The Dunoon Project is a fantastic, ambitious, community led project, which intends to bring the hills of Cowal into Community ownership and establish a tourist hot spot with zip wires, toboggan runs, mountain bike runs and visitors centres. If it all works out, it could transform this area.

I wrote to them today, saying this;

Dear Dunoon Project


I have been following your progress with great interest, attending two public meetings and reading all your blurb. You deserve the highest praise for your vision, ambition and community mindedness and I for one want to thank you for what you are trying to achieve. I hear on the grapevine that the project evaluation report is now complete, and I look forward to reading this as soon as you are able to release it. I know that you are looking in to ways of making sure that the project actively involves and engages with the wider community at all levels so in particular, I hope that the report is able to give some indications as to how you might achieve this goal.


However, my reason for contacting you at this time is because I was reflecting on the challenge being brought to our political system by ‘Extinction Rebellion’. I began to think about this challenge from a Cowal perspective. What environmental choices are within the gifting of this community, both in terms of holding our own politicians to account and (as with the Dunoon Project) imagining direct community action? It occurred to me that the scale of the Dunoon Project offers a unique opportunity to make a major impact on the environment and ecology of this region.


The Cowal hills are beautiful, but also broken. The once-thriving, richly layered and interdependent eco-system of the great arboreal rain forest has been largely destroyed. Some things are gone forever; the giant elk and the hairy elephants disappeared thousands of years ago, followed by bears and wolves and then countless small animals and insects. Despite the strength of iconic species such as the red squirrel and pine marten in our area, many less celebrated species are declining and under great pressure. We cut down all the old trees and replaced them with contour-planted conifers that act as a barrier to wilderness, and are themselves a barren habitat, by comparison to what was there before. You may think that I overstate my case, that things are really not so bad, but sadly if you speak to any ecologist (which I am not) they may well tell you that I am understating the scale of the disaster that we have wreaked on our local environment. Consider the exploding numbers of deer, who have no natural predators. Everything is out of balance.


I have listened carefully to what the Dunoon Project has said about your environmental aims, and welcome them, but it seems to me that they were mostly cast in terms of ‘doing minimal harm’. I wonder, given the ambitious nature of the project, whether this is enough? After all, we might be able to do so much better than this because preservation is no longer enough. We have to look towards restoration.

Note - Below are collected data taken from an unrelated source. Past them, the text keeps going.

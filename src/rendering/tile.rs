/// Tile binning for the pixel stage
///
/// Key Design Principles:
/// 1. Tile size: 16×16 pixels, i.e. 4×4 quad-quads of 16 lanes each
/// 2. Binning: a triangle visits only the tiles its clamped pixel bounds overlap
/// 3. Tiles are pixel-disjoint, so the tiles of one triangle can be shaded in parallel
use super::texture::QUAD_QUAD_SIZE;

/// Tile size in pixels
pub const TILE_SIZE: u32 = 16;

/// Inclusive integer pixel rectangle. Empty when `min > max` on either axis.
#[derive(Copy, Clone, Debug, PartialEq, Eq, Hash)]
pub struct PixelRect {
    pub min_x: i32,
    pub min_y: i32,
    pub max_x: i32,
    pub max_y: i32,
}

impl Default for PixelRect {
    fn default() -> Self {
        Self::EMPTY
    }
}

impl PixelRect {
    pub const EMPTY: Self = Self {
        min_x: 0,
        min_y: 0,
        max_x: -1,
        max_y: -1,
    };

    #[inline]
    pub const fn new(min_x: i32, min_y: i32, max_x: i32, max_y: i32) -> Self {
        Self {
            min_x,
            min_y,
            max_x,
            max_y,
        }
    }

    /// Rectangle of `width × height` pixels starting at (x, y).
    #[inline]
    pub fn from_origin_size(x: i32, y: i32, width: u32, height: u32) -> Self {
        Self::new(
            x,
            y,
            x.saturating_add(width as i32).saturating_sub(1),
            y.saturating_add(height as i32).saturating_sub(1),
        )
    }

    /// Pixels whose centres (`x + 0.5`) fall inside the continuous range
    /// `[min, max]` on both axes.
    #[inline]
    pub fn covering_centres(min_x: f32, min_y: f32, max_x: f32, max_y: f32) -> Self {
        Self::new(
            (min_x - 0.5).ceil() as i32,
            (min_y - 0.5).ceil() as i32,
            (max_x - 0.5).floor() as i32,
            (max_y - 0.5).floor() as i32,
        )
    }

    #[inline]
    pub fn is_empty(&self) -> bool {
        self.min_x > self.max_x || self.min_y > self.max_y
    }

    #[inline]
    pub fn intersect(&self, other: &Self) -> Self {
        Self::new(
            self.min_x.max(other.min_x),
            self.min_y.max(other.min_y),
            self.max_x.min(other.max_x),
            self.max_y.min(other.max_y),
        )
    }

    #[inline]
    pub fn contains(&self, x: i32, y: i32) -> bool {
        x >= self.min_x && x <= self.max_x && y >= self.min_y && y <= self.max_y
    }

    #[inline]
    pub fn width(&self) -> u32 {
        if self.is_empty() {
            0
        } else {
            (self.max_x - self.min_x + 1) as u32
        }
    }

    #[inline]
    pub fn height(&self) -> u32 {
        if self.is_empty() {
            0
        } else {
            (self.max_y - self.min_y + 1) as u32
        }
    }

    /// Origins of every aligned quad-quad overlapping the rectangle,
    /// row by row.
    pub fn quad_quads(&self) -> impl Iterator<Item = (u32, u32)> {
        let align = !(QUAD_QUAD_SIZE as i32 - 1);
        let (x0, y0) = (self.min_x & align, self.min_y & align);
        let (x1, y1) = (self.max_x, self.max_y);
        let empty = self.is_empty() || self.min_x < 0 || self.min_y < 0;
        let rows = if empty { 0..0 } else { 0..((y1 - y0) as u32 / QUAD_QUAD_SIZE + 1) };
        let cols = if empty { 0 } else { (x1 - x0) as u32 / QUAD_QUAD_SIZE + 1 };
        rows.flat_map(move |row| {
            (0..cols).map(move |col| {
                (
                    x0 as u32 + col * QUAD_QUAD_SIZE,
                    y0 as u32 + row * QUAD_QUAD_SIZE,
                )
            })
        })
    }
}

/// Tile address in units of `TILE_SIZE` pixels.
#[derive(Copy, Clone, Debug, PartialEq, Eq, Hash)]
pub struct TileCoord {
    pub x: u32,
    pub y: u32,
}

impl TileCoord {
    #[inline]
    pub const fn new(x: u32, y: u32) -> Self {
        Self { x, y }
    }

    /// Top-left pixel of the tile
    #[inline]
    pub fn origin(&self) -> (u32, u32) {
        (self.x * TILE_SIZE, self.y * TILE_SIZE)
    }

    #[inline]
    pub fn pixel_rect(&self) -> PixelRect {
        let (x0, y0) = self.origin();
        PixelRect::from_origin_size(x0 as i32, y0 as i32, TILE_SIZE, TILE_SIZE)
    }
}

/// Inclusive range of tiles overlapped by a pixel rectangle.
#[derive(Copy, Clone, Debug, PartialEq, Eq, Hash)]
pub struct TileRange {
    pub min_x: u32,
    pub min_y: u32,
    pub max_x: u32,
    pub max_y: u32,
}

impl TileRange {
    /// Tiles overlapping `rect`. `None` for empty or negative rectangles;
    /// callers clamp to the render target first.
    pub fn covering(rect: &PixelRect) -> Option<Self> {
        if rect.is_empty() || rect.min_x < 0 || rect.min_y < 0 {
            return None;
        }
        Some(Self {
            min_x: rect.min_x as u32 / TILE_SIZE,
            min_y: rect.min_y as u32 / TILE_SIZE,
            max_x: rect.max_x as u32 / TILE_SIZE,
            max_y: rect.max_y as u32 / TILE_SIZE,
        })
    }

    #[inline]
    pub fn width(&self) -> usize {
        (self.max_x - self.min_x + 1) as usize
    }

    #[inline]
    pub fn height(&self) -> usize {
        (self.max_y - self.min_y + 1) as usize
    }

    #[inline]
    pub fn tile_count(&self) -> usize {
        self.width() * self.height()
    }

    /// Tile at offset (dx, dy) from the range's first tile.
    #[inline]
    pub fn tile(&self, dx: usize, dy: usize) -> TileCoord {
        debug_assert!(dx < self.width() && dy < self.height());
        TileCoord::new(self.min_x + dx as u32, self.min_y + dy as u32)
    }

    #[inline]
    pub fn contains(&self, tile: TileCoord) -> bool {
        (self.min_x..=self.max_x).contains(&tile.x) && (self.min_y..=self.max_y).contains(&tile.y)
    }

    pub fn iter(&self) -> impl Iterator<Item = TileCoord> + '_ {
        (0..self.height()).flat_map(move |dy| (0..self.width()).map(move |dx| self.tile(dx, dy)))
    }
}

It is not too late for Cowal. There are many examples inspiring of rewilding projects across Scotland. If you have time to do some of your own reading, there is a lot of information here; http://www.rewildscotland.org/


Imagine the forests returning to their natural state; Birch and Oak, which support hundreds of unique creatures. Crucially, the concept of rewilding can in many ways go hand-in-hand with tourism. Think of what the re-introduction of Beavers (often described as ‘eco-engineers’) has done for Mid Argyll, or the Sea Eagles for Mull.


The Dunoon Project has the potential to bring a lot of people into our hills. We can give them a thrill, but perhaps we can also give them a taste of something that is truly wild. Imagine how different our hills would be if there were areas in which Wolves or Lynx were roaming? There is increasing evidence that the re-introduction of carnivores has a remarkable effect on the whole of the food chain.

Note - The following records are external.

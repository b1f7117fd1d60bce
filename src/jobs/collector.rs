/// Append-only, chunked buffer with stable element addresses
///
/// Memory layout:
/// - Elements live in fixed-capacity chunks that are never reallocated, so a
///   reference returned by `push` stays valid while later pushes continue
/// - Only the chunk table (a list of chunk headers) grows, doubling as needed
/// - Chunks and tables are recycled through a shared `ChunkPool`
use std::cell::{Cell, RefCell};
use std::sync::{Mutex, PoisonError};

/// Elements per chunk
pub const CHUNK_CAPACITY: usize = 1024;

/// Initial number of entries in a fresh chunk table
const INITIAL_TABLE_CAPACITY: usize = 4;

struct PoolInner<T> {
    chunks: Vec<Vec<T>>,
    tables: Vec<Vec<Vec<T>>>,
}

/// Recycled chunk storage shared by successive collectors.
pub struct ChunkPool<T> {
    inner: Mutex<PoolInner<T>>,
}

impl<T> ChunkPool<T> {
    pub const fn new() -> Self {
        Self {
            inner: Mutex::new(PoolInner {
                chunks: Vec::new(),
                tables: Vec::new(),
            }),
        }
    }

    /// Chunks currently parked in the pool.
    pub fn available_chunks(&self) -> usize {
        self.lock().chunks.len()
    }

    fn lock(&self) -> std::sync::MutexGuard<'_, PoolInner<T>> {
        self.inner.lock().unwrap_or_else(PoisonError::into_inner)
    }

    fn take_chunk(&self) -> Vec<T> {
        self.lock()
            .chunks
            .pop()
            .unwrap_or_else(|| Vec::with_capacity(CHUNK_CAPACITY))
    }

    fn take_table(&self) -> Vec<Vec<T>> {
        self.lock()
            .tables
            .pop()
            .unwrap_or_else(|| Vec::with_capacity(INITIAL_TABLE_CAPACITY))
    }

    fn give_back(&self, mut table: Vec<Vec<T>>) {
        let mut inner = self.lock();
        for mut chunk in table.drain(..) {
            chunk.clear();
            inner.chunks.push(chunk);
        }
        inner.tables.push(table);
    }
}

impl<T> Default for ChunkPool<T> {
    fn default() -> Self {
        Self::new()
    }
}

/// Single-writer collector drawing its chunks from a [`ChunkPool`].
///
/// `push` takes `&self` and hands out `&mut T` to the new element. Those
/// references remain valid until the collector is dropped; reading the
/// collected elements back (`get`, `iter`) needs `&mut self`, which ends
/// every outstanding reference first.
pub struct Collector<'p, T> {
    pool: &'p ChunkPool<T>,
    chunks: RefCell<Vec<Vec<T>>>,
    len: Cell<usize>,
}

impl<'p, T> Collector<'p, T> {
    pub fn new(pool: &'p ChunkPool<T>) -> Self {
        Self {
            pool,
            chunks: RefCell::new(pool.take_table()),
            len: Cell::new(0),
        }
    }

    #[inline]
    pub fn len(&self) -> usize {
        self.len.get()
    }

    #[inline]
    pub fn is_empty(&self) -> bool {
        self.len() == 0
    }

    /// Append `value`, returning a reference that survives later pushes.
    #[allow(clippy::mut_from_ref)]
    pub fn push(&self, value: T) -> &mut T {
        let mut chunks = self.chunks.borrow_mut();
        let needs_chunk = chunks
            .last()
            .map_or(true, |chunk| chunk.len() == CHUNK_CAPACITY);
        if needs_chunk {
            if chunks.len() == chunks.capacity() {
                let grow = chunks.capacity().max(INITIAL_TABLE_CAPACITY);
                chunks.reserve_exact(grow);
            }
            chunks.push(self.pool.take_chunk());
        }

        let last = chunks.len() - 1;
        let chunk = &mut chunks[last];
        debug_assert!(chunk.len() < chunk.capacity());
        let offset = chunk.len();
        chunk.push(value);
        // Safety: `offset` was just initialized by the push above
        let slot = unsafe { chunk.as_mut_ptr().add(offset) };
        self.len.set(self.len.get() + 1);
        drop(chunks);

        // Safety: the chunk buffer never grows past CHUNK_CAPACITY, so it is
        // never reallocated while the collector lives; each slot is handed
        // out exactly once.
        unsafe { &mut *slot }
    }

    /// Append a default-initialized element and return it for filling in.
    #[allow(clippy::mut_from_ref)]
    #[inline]
    pub fn add(&self) -> &mut T
    where
        T: Default,
    {
        self.push(T::default())
    }

    pub fn get(&mut self, index: usize) -> Option<&T> {
        self.chunks
            .get_mut()
            .get(index / CHUNK_CAPACITY)
            .and_then(|chunk| chunk.get(index % CHUNK_CAPACITY))
    }

    /// Elements in insertion order.
    pub fn iter(&mut self) -> impl Iterator<Item = &T> + '_ {
        self.chunks.get_mut().iter().flat_map(|chunk| chunk.iter())
    }

    /// Return all chunks to the pool.
    pub fn dispose(self) {
        drop(self);
    }
}

impl<T> Drop for Collector<'_, T> {
    fn drop(&mut self) {
        let table = std::mem::take(self.chunks.get_mut());
        self.pool.give_back(table);
    }
}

There is a cost to all this, but in a world that is beginning to come alive to the alternative, I would argue that we have no choice. We have to take any opportunity to seek to redress the balance. We have to (literally) rebel against extinction, and so my plea is for the Dunoon Project to do just that. Help us re-create an environment in Cowal that becomes an example of what is possible- something that we can all be proud of, and something that, rather than ‘consuming’ in the manner of small touristic excursions, we can all participate within.

The possibilities are endless. Check these out;

Extinction (small) rebellion…

I took a walk today- up the hill behind our house. It was hot, and the south-facing slope I toiled up was baking. Spring life was bursting out- in fact, you could actually hear the bracken pop and squelch as it was growing and unfolding.

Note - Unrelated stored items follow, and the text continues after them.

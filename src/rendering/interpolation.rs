/// Perspective-correct barycentric interpolation for one quad-quad
use glam::Vec4;

use crate::lanes::F32x16;

use super::texture::ColorLanes;

/// Per-lane interpolation weights for one triangle over one quad-quad.
///
/// `linear` holds screen-space barycentrics (`edge * inverse_area`);
/// `perspective` holds the same weights corrected by each vertex's `1/w`.
#[derive(Copy, Clone, Debug)]
pub struct InterpolationContext {
    pub linear: [F32x16; 3],
    pub perspective: [F32x16; 3],
}

impl InterpolationContext {
    /// Build the context from screen-space weights and the clip-space `w`
    /// of the three vertices.
    #[inline]
    pub fn new(linear: [F32x16; 3], clip_w: [f32; 3]) -> Self {
        let inv_w = clip_w.map(|w| F32x16::splat(w.recip()));
        let p0 = linear[0] * inv_w[0];
        let p1 = linear[1] * inv_w[1];
        let p2 = linear[2] * inv_w[2];
        let norm = (p0 + p1 + p2).recip();
        Self {
            linear,
            perspective: [p0 * norm, p1 * norm, p2 * norm],
        }
    }

    /// Perspective-correct interpolation of a scalar vertex attribute.
    #[inline]
    pub fn interpolate(&self, a: f32, b: f32, c: f32) -> F32x16 {
        let [w0, w1, w2] = self.perspective;
        w0.mul_add(F32x16::splat(a), w1.mul_add(F32x16::splat(b), w2 * F32x16::splat(c)))
    }

    /// Screen-space (affine) interpolation, used for depth.
    #[inline]
    pub fn interpolate_linear(&self, a: f32, b: f32, c: f32) -> F32x16 {
        let [w0, w1, w2] = self.linear;
        w0.mul_add(F32x16::splat(a), w1.mul_add(F32x16::splat(b), w2 * F32x16::splat(c)))
    }

    /// Perspective-correct interpolation of a 4-component attribute.
    #[inline]
    pub fn interpolate_vec4(&self, a: Vec4, b: Vec4, c: Vec4) -> ColorLanes {
        ColorLanes {
            r: self.interpolate(a.x, b.x, c.x),
            g: self.interpolate(a.y, b.y, c.y),
            b: self.interpolate(a.z, b.z, c.z),
            a: self.interpolate(a.w, b.w, c.w),
        }
    }
}
/// Pixel shader boundary
use glam::Vec4;

use super::interpolation::InterpolationContext;
use super::rasterizer::TriangleData;
use super::texture::ColorLanes;
use crate::lanes::{F32x16, Mask16, U32x16};
use crate::mesh::{MeshData, SpanMesh};

/// Everything a shader sees for one quad-quad of one triangle.
#[derive(Copy, Clone, Debug)]
pub struct PixelInput<'a> {
    pub interpolation: &'a InterpolationContext,
    /// Covered lanes; inactive lanes are discarded after shading
    pub mask: Mask16,
    pub triangle: &'a TriangleData,
    pub xs: U32x16,
    pub ys: U32x16,
}

#[derive(Copy, Clone, Debug, Default, PartialEq)]
pub struct PixelOutput {
    pub color: ColorLanes,
    /// Reserved for depth testing
    pub depth: F32x16,
    /// Reserved for stencil testing
    pub stencil: U32x16,
}

impl PixelOutput {
    #[inline]
    pub fn from_color(color: ColorLanes) -> Self {
        Self {
            color,
            ..Self::default()
        }
    }
}

/// Computes colors for 16 pixels at once. Called concurrently from
/// worker threads.
pub trait PixelShader<M: MeshData + ?Sized>: Sync {
    fn shade(&self, input: &PixelInput<'_>, mesh: &M) -> PixelOutput;
}

/// Fills every covered pixel with one color.
#[derive(Copy, Clone, Debug, PartialEq)]
pub struct SolidColorShader {
    pub color: Vec4,
}

impl SolidColorShader {
    pub fn new(color: Vec4) -> Self {
        Self { color }
    }
}

impl<M: MeshData + ?Sized> PixelShader<M> for SolidColorShader {
    #[inline]
    fn shade(&self, _input: &PixelInput<'_>, _mesh: &M) -> PixelOutput {
        PixelOutput::from_color(ColorLanes::splat(self.color))
    }
}

/// Perspective-correct interpolation of per-vertex colors. Meshes without
/// colors shade white.
#[derive(Copy, Clone, Debug, Default, PartialEq)]
pub struct VertexColorShader;

impl PixelShader<SpanMesh<'_>> for VertexColorShader {
    fn shade(&self, input: &PixelInput<'_>, mesh: &SpanMesh<'_>) -> PixelOutput {
        let [a, b, c] = match mesh.triangle_colors(input.triangle.primitive) {
            Some(colors) => colors,
            None => return PixelOutput::from_color(ColorLanes::splat(Vec4::ONE)),
        };
        PixelOutput::from_color(input.interpolation.interpolate_vec4(a, b, c))
    }
}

The walk took me up into the Argyll forest, but it is not what it was. Not even remotely.

Of course, the giant elk and hairy rhinos are long gone, along with the bears and wolves and lynx. The western Atlantic seaboard was once covered in the great arboreal rain forest; mighty oaks, beech, birch- all of which supported a vast hierarchy of teeming life.

The thing about ecosystems like these, is that they only exist because of a harmony and balance, not just from competition, but also from inter-dependency. Our understanding of just how complex and deep this dependency went is only in its infancy, but we can get some clues from this;

The forest I walked up into was not like this any more. In many respects, it has become a barren desert. A graveyard of giants, like the bones of dinosaurs long gone- except in this instance, we have no meteorite to blame for their demise. The finger points at us.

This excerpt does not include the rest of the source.